▸ **Instructions for the task**:
Reproduce every entry exactly as written.

▸ **Extracted data**:
::::

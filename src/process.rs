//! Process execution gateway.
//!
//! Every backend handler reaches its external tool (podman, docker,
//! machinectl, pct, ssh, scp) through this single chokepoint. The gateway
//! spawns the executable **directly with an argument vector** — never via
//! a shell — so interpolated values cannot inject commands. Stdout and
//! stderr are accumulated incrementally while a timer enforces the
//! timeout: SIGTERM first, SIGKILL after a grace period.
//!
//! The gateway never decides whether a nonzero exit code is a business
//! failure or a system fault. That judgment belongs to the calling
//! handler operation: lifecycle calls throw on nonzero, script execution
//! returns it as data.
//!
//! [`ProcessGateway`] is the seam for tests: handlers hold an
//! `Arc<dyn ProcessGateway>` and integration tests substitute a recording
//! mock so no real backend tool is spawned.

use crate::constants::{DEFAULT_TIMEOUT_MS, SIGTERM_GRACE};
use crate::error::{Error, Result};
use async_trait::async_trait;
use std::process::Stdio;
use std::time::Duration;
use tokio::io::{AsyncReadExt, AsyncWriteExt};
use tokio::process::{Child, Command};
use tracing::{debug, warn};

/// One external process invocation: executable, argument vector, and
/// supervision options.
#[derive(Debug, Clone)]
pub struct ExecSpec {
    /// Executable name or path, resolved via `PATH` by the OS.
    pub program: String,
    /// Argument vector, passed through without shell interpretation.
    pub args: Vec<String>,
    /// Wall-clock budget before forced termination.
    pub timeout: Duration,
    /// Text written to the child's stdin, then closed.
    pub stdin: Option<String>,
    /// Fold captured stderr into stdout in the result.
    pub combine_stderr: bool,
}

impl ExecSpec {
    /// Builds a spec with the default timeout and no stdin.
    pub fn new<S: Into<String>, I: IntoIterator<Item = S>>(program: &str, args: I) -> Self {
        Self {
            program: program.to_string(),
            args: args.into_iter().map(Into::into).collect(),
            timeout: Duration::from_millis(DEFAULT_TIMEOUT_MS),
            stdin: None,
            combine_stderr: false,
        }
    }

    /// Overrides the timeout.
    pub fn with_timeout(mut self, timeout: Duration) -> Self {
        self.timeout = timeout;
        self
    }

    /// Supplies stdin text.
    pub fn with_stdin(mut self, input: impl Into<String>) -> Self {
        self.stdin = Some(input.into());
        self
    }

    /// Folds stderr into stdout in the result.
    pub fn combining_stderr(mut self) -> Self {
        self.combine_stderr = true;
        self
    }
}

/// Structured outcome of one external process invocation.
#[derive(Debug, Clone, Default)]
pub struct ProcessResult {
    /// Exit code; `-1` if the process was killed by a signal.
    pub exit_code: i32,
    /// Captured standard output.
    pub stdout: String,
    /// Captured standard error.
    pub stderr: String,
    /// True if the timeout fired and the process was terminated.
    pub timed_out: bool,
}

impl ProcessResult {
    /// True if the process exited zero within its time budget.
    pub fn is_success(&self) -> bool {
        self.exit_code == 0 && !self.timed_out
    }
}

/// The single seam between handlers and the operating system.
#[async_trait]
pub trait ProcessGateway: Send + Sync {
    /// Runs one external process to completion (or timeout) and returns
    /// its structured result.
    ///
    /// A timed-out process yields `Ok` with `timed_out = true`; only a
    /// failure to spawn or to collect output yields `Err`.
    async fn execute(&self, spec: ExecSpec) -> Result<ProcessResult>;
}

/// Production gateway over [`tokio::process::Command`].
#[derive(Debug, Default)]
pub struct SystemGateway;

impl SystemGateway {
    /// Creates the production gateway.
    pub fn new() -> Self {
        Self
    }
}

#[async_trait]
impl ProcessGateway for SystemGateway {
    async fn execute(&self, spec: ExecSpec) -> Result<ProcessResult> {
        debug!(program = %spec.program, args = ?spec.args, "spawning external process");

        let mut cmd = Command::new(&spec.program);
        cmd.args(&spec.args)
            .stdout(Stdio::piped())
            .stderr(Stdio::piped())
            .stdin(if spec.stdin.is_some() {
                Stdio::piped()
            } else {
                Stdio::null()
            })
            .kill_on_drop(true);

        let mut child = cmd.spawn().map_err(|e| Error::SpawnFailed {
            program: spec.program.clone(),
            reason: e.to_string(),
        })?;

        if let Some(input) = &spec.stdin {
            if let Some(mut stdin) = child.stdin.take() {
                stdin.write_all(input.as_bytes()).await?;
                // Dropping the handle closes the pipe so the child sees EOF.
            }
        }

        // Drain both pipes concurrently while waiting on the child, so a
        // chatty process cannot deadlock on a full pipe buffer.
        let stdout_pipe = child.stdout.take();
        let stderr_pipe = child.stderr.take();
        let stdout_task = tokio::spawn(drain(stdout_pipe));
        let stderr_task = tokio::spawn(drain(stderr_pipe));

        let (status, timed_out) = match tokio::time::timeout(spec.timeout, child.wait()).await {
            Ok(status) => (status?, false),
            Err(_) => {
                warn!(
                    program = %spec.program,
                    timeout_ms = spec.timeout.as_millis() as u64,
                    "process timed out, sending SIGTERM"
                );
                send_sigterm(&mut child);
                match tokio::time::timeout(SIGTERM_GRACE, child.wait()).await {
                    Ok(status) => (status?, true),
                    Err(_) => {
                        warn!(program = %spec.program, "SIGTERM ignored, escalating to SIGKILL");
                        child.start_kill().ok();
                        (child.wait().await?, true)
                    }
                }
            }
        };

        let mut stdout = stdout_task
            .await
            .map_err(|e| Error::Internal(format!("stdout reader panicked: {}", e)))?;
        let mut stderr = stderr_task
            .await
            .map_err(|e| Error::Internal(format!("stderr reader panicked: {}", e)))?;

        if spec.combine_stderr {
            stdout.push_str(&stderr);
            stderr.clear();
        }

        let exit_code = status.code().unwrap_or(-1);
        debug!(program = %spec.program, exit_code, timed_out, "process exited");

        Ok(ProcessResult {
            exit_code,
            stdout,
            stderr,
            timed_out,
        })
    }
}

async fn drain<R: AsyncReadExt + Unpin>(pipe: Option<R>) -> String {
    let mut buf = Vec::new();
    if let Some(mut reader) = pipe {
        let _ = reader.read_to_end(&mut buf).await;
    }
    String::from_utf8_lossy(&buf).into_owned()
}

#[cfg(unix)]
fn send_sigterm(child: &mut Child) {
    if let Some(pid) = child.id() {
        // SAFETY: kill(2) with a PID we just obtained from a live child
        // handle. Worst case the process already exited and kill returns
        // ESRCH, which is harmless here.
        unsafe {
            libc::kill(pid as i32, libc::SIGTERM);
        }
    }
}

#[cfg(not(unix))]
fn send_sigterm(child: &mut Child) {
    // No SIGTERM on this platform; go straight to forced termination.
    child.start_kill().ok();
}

::::

▸ **Solution below**:
filename src/process.rs
//! Process execution gateway.
//!
//! Every backend handler reaches its external tool (podman, docker,
//! machinectl, pct, ssh, scp) through this single chokepoint. The gateway
//! spawns the executable **directly with an argument vector** — never via
//! a shell — so interpolated values cannot inject commands. Stdout and
//! stderr are accumulated incrementally while a timer enforces the
//! timeout: SIGTERM first, SIGKILL after a grace period.
//!
//! The gateway never decides whether a nonzero exit code is a business
//! failure or a system fault. That judgment belongs to the calling
//! handler operation: lifecycle calls throw on nonzero, script execution
//! returns it as data.
//!
//! [`ProcessGateway`] is the seam for tests: handlers hold an
//! `Arc<dyn ProcessGateway>` and integration tests substitute a recording
//! mock so no real backend tool is spawned.

use crate::constants::{DEFAULT_TIMEOUT_MS, SIGTERM_GRACE};
use crate::error::{Error, Result};
use async_trait::async_trait;
use std::process::Stdio;
use std::time::Duration;
use tokio::io::{AsyncReadExt, AsyncWriteExt};
use tokio::process::{Child, Command};
use tracing::{debug, warn};

/// One external process invocation: executable, argument vector, and
/// supervision options.
#[derive(Debug, Clone)]
pub struct ExecSpec {
    /// Executable name or path, resolved via `PATH` by the OS.
    pub program: String,
    /// Argument vector, passed through without shell interpretation.
    pub args: Vec<String>,
    /// Wall-clock budget before forced termination.
    pub timeout: Duration,
    /// Text written to the child's stdin, then closed.
    pub stdin: Option<String>,
    /// Fold captured stderr into stdout in the result.
    pub combine_stderr: bool,
}

impl ExecSpec {
    /// Builds a spec with the default timeout and no stdin.
    pub fn new<S: Into<String>, I: IntoIterator<Item = S>>(program: &str, args: I) -> Self {
        Self {
            program: program.to_string(),
            args: args.into_iter().map(Into::into).collect(),
            timeout: Duration::from_millis(DEFAULT_TIMEOUT_MS),
            stdin: None,
            combine_stderr: false,
        }
    }

    /// Overrides the timeout.
    pub fn with_timeout(mut self, timeout: Duration) -> Self {
        self.timeout = timeout;
        self
    }

    /// Supplies stdin text.
    pub fn with_stdin(mut self, input: impl Into<String>) -> Self {
        self.stdin = Some(input.into());
        self
    }

    /// Folds stderr into stdout in the result.
    pub fn combining_stderr(mut self) -> Self {
        self.combine_stderr = true;
        self
    }
}

/// Structured outcome of one external process invocation.
#[derive(Debug, Clone, Default)]
pub struct ProcessResult {
    /// Exit code; `-1` if the process was killed by a signal.
    pub exit_code: i32,
    /// Captured standard output.
    pub stdout: String,
    /// Captured standard error.
    pub stderr: String,
    /// True if the timeout fired and the process was terminated.
    pub timed_out: bool,
}

impl ProcessResult {
    /// True if the process exited zero within its time budget.
    pub fn is_success(&self) -> bool {
        self.exit_code == 0 && !self.timed_out
    }
}

/// The single seam between handlers and the operating system.
#[async_trait]
pub trait ProcessGateway: Send + Sync {
    /// Runs one external process to completion (or timeout) and returns
    /// its structured result.
    ///
    /// A timed-out process yields `Ok` with `timed_out = true`; only a
    /// failure to spawn or to collect output yields `Err`.
    async fn execute(&self, spec: ExecSpec) -> Result<ProcessResult>;
}

/// Production gateway over [`tokio::process::Command`].
#[derive(Debug, Default)]
pub struct SystemGateway;

impl SystemGateway {
    /// Creates the production gateway.
    pub fn new() -> Self {
        Self
    }
}

#[async_trait]
impl ProcessGateway for SystemGateway {
    async fn execute(&self, spec: ExecSpec) -> Result<ProcessResult> {
        debug!(program = %spec.program, args = ?spec.args, "spawning external process");

        let mut cmd = Command::new(&spec.program);
        cmd.args(&spec.args)
            .stdout(Stdio::piped())
            .stderr(Stdio::piped())
            .stdin(if spec.stdin.is_some() {
                Stdio::piped()
            } else {
                Stdio::null()
            })
            .kill_on_drop(true);

        let mut child = cmd.spawn().map_err(|e| Error::SpawnFailed {
            program: spec.program.clone(),
            reason: e.to_string(),
        })?;

        if let Some(input) = &spec.stdin {
            if let Some(mut stdin) = child.stdin.take() {
                stdin.write_all(input.as_bytes()).await?;
                // Dropping the handle closes the pipe so the child sees EOF.
            }
        }

        // Drain both pipes concurrently while waiting on the child, so a
        // chatty process cannot deadlock on a full pipe buffer.
        let stdout_pipe = child.stdout.take();
        let stderr_pipe = child.stderr.take();
        let stdout_task = tokio::spawn(drain(stdout_pipe));
        let stderr_task = tokio::spawn(drain(stderr_pipe));

        let (status, timed_out) = match tokio::time::timeout(spec.timeout, child.wait()).await {
            Ok(status) => (status?, false),
            Err(_) => {
                warn!(
                    program = %spec.program,
                    timeout_ms = spec.timeout.as_millis() as u64,
                    "process timed out, sending SIGTERM"
                );
                send_sigterm(&mut child);
                match tokio::time::timeout(SIGTERM_GRACE, child.wait()).await {
                    Ok(status) => (status?, true),
                    Err(_) => {
                        warn!(program = %spec.program, "SIGTERM ignored, escalating to SIGKILL");
                        child.start_kill().ok();
                        (child.wait().await?, true)
                    }
                }
            }
        };

        let mut stdout = stdout_task
            .await
            .map_err(|e| Error::Internal(format!("stdout reader panicked: {}", e)))?;
        let mut stderr = stderr_task
            .await
            .map_err(|e| Error::Internal(format!("stderr reader panicked: {}", e)))?;

        if spec.combine_stderr {
            stdout.push_str(&stderr);
            stderr.clear();
        }

        let exit_code = status.code().unwrap_or(-1);
        debug!(program = %spec.program, exit_code, timed_out, "process exited");

        Ok(ProcessResult {
            exit_code,
            stdout,
            stderr,
            timed_out,
        })
    }
}

async fn drain<R: AsyncReadExt + Unpin>(pipe: Option<R>) -> String {
    let mut buf = Vec::new();
    if let Some(mut reader) = pipe {
        let _ = reader.read_to_end(&mut buf).await;
    }
    String::from_utf8_lossy(&buf).into_owned()
}

#[cfg(unix)]
fn send_sigterm(child: &mut Child) {
    if let Some(pid) = child.id() {
        // SAFETY: kill(2) with a PID we just obtained from a live child
        // handle. Worst case the process already exited and kill returns
        // ESRCH, which is harmless here.
        unsafe {
            libc::kill(pid as i32, libc::SIGTERM);
        }
    }
}

#[cfg(not(unix))]
fn send_sigterm(child: &mut Child) {
    // No SIGTERM on this platform; go straight to forced termination.
    child.start_kill().ok();
}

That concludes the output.